--- Records for this exercise ---
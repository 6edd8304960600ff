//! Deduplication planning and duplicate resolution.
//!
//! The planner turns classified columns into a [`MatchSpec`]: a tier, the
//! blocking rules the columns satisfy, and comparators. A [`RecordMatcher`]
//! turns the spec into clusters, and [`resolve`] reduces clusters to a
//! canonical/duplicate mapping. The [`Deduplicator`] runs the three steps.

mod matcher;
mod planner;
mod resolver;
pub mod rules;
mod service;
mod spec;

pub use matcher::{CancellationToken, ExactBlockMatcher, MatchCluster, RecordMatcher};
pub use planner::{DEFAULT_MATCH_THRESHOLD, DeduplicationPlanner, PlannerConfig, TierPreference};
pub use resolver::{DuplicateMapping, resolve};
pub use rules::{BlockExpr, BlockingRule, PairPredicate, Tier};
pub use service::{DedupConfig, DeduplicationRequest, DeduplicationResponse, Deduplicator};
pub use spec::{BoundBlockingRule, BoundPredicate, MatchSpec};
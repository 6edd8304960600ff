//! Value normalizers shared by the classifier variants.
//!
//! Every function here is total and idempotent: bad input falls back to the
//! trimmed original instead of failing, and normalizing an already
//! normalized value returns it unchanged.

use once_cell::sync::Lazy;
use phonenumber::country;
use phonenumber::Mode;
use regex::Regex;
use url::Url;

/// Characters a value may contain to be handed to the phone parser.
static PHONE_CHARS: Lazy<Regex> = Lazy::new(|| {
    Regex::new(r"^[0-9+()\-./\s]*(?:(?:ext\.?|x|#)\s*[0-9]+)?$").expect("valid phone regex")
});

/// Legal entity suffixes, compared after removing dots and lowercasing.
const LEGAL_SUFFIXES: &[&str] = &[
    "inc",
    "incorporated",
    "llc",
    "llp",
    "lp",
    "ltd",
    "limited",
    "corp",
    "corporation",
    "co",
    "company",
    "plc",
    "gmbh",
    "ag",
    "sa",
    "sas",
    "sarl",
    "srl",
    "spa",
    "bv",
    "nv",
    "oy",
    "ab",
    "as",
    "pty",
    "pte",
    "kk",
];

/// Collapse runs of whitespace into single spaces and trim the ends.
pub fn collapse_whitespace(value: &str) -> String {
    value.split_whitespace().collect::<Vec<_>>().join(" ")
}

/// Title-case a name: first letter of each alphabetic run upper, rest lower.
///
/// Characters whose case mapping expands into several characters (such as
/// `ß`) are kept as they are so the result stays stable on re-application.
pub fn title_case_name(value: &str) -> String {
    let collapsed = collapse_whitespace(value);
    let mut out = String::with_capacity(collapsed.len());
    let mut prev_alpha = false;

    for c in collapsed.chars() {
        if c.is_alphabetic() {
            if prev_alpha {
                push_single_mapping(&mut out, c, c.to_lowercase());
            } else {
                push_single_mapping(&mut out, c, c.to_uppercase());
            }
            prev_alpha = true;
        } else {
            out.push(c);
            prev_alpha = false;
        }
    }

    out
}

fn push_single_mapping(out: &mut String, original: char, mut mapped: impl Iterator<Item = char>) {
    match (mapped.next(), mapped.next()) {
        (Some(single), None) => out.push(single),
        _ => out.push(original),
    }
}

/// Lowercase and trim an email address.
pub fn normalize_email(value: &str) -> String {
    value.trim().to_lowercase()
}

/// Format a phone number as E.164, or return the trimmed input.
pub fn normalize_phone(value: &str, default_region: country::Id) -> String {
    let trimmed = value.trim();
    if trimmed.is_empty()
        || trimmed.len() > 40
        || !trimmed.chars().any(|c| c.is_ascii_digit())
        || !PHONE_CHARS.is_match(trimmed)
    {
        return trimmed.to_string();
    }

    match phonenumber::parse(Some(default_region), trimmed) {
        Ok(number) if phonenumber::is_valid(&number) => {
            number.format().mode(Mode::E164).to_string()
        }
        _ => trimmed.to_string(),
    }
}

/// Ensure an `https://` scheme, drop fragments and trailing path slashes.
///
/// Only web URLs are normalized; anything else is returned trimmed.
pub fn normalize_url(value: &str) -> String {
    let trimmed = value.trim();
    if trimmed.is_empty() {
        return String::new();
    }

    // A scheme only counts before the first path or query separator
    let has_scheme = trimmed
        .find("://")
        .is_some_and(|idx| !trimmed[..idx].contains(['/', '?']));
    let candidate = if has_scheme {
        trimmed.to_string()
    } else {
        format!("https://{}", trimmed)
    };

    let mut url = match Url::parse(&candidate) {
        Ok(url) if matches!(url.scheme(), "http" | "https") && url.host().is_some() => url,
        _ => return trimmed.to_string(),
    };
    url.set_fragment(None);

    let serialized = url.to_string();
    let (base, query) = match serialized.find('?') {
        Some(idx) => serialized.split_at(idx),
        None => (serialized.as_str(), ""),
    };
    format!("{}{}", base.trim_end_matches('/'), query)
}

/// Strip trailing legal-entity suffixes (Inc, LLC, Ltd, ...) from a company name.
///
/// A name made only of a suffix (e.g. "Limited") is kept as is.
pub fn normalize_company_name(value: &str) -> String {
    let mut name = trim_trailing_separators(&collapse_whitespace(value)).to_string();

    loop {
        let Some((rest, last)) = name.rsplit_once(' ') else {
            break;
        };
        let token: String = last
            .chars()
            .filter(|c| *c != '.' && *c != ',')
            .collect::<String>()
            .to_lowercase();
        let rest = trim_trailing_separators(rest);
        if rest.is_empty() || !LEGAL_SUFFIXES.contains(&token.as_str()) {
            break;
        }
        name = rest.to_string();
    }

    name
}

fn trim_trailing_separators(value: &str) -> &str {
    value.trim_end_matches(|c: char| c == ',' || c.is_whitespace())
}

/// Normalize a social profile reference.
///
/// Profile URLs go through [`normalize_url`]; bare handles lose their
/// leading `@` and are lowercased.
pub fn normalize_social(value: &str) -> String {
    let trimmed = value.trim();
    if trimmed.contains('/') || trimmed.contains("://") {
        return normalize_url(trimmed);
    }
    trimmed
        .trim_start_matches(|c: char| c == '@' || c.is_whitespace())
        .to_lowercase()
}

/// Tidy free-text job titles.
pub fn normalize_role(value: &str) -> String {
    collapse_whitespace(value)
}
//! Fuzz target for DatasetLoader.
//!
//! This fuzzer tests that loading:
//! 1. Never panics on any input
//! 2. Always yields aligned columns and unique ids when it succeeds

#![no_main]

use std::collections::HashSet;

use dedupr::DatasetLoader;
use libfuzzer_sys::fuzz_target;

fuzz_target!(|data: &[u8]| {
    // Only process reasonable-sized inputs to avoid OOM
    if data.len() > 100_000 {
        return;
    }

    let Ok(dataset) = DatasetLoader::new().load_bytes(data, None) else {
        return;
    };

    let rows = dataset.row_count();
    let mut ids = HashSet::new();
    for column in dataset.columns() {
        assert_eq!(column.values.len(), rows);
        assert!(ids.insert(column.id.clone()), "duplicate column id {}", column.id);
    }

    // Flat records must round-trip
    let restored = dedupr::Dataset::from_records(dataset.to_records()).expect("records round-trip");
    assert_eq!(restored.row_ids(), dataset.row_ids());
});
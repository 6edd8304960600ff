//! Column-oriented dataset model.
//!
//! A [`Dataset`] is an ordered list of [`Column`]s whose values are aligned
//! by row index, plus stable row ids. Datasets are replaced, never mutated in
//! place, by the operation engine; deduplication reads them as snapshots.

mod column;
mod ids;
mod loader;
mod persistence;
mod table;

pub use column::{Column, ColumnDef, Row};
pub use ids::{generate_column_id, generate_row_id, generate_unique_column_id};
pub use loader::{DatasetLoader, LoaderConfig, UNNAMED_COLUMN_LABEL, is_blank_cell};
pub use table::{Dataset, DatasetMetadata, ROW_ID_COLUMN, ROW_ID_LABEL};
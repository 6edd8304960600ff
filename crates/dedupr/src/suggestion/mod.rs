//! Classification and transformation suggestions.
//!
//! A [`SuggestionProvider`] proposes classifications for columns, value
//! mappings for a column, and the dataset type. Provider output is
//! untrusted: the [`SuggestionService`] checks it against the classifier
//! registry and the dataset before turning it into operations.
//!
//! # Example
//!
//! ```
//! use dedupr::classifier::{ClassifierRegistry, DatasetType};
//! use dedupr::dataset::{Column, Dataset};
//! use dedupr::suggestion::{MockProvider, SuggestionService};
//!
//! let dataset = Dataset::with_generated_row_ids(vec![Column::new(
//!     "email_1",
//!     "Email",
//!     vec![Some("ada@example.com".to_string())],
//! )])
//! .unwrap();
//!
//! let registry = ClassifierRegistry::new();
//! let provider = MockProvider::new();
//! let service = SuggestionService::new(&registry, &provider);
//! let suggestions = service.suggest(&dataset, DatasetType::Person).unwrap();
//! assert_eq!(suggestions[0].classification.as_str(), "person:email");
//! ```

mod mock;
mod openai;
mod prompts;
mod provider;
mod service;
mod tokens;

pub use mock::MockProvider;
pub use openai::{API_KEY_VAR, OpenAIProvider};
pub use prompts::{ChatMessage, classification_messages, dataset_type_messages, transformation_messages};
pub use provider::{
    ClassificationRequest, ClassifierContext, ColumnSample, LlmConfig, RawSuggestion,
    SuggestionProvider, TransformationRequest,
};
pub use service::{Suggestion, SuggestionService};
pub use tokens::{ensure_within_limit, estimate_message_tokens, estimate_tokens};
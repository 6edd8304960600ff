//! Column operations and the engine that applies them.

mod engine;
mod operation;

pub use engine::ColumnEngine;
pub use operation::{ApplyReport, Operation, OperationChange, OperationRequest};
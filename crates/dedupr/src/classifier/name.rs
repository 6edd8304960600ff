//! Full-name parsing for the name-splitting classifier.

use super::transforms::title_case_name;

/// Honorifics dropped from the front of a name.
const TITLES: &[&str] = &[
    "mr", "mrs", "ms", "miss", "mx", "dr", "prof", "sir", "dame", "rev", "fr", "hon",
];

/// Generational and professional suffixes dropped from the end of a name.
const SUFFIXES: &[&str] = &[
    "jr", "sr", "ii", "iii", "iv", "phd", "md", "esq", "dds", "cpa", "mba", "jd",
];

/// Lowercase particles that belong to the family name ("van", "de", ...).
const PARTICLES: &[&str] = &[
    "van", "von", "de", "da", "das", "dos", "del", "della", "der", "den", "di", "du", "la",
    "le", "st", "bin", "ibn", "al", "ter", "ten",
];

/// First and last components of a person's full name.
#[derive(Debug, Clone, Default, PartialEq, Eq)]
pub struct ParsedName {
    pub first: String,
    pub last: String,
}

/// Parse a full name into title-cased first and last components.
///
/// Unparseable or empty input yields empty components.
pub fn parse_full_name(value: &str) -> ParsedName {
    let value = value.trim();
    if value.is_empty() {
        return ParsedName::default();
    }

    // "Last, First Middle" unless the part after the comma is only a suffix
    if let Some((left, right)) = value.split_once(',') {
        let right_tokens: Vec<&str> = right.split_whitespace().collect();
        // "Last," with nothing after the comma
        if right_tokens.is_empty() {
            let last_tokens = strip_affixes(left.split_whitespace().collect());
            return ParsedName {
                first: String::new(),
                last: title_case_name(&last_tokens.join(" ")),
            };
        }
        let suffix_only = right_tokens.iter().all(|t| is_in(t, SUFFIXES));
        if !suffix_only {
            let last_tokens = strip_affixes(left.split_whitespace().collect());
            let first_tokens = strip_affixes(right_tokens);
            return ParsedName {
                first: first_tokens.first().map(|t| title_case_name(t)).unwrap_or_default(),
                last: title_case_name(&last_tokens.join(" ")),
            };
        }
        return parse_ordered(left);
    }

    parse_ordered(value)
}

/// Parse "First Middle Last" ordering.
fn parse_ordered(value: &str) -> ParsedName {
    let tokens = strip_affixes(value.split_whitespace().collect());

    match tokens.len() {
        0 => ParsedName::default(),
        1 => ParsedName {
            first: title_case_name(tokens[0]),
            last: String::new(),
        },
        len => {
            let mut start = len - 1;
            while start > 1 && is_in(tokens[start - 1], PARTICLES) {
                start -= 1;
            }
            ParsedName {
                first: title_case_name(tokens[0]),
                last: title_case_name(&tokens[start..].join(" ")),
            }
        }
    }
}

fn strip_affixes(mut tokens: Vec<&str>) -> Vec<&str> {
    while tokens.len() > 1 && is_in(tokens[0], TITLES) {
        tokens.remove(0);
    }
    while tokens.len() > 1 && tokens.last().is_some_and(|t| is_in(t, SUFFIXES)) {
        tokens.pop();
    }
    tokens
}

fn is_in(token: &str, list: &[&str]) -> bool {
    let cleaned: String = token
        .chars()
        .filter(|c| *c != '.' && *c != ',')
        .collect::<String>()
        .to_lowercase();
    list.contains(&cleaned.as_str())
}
---
Give exactly, and nothing besides, the lines from the one in which "tokens.pop();" occurs through the end of the records.

_Result_
        tokens.pop();
    }
    tokens
}

fn is_in(token: &str, list: &[&str]) -> bool {
    let cleaned: String = token
        .chars()
        .filter(|c| *c != '.' && *c != ',')
        .collect::<String>()
        .to_lowercase();
    list.contains(&cleaned.as_str())
}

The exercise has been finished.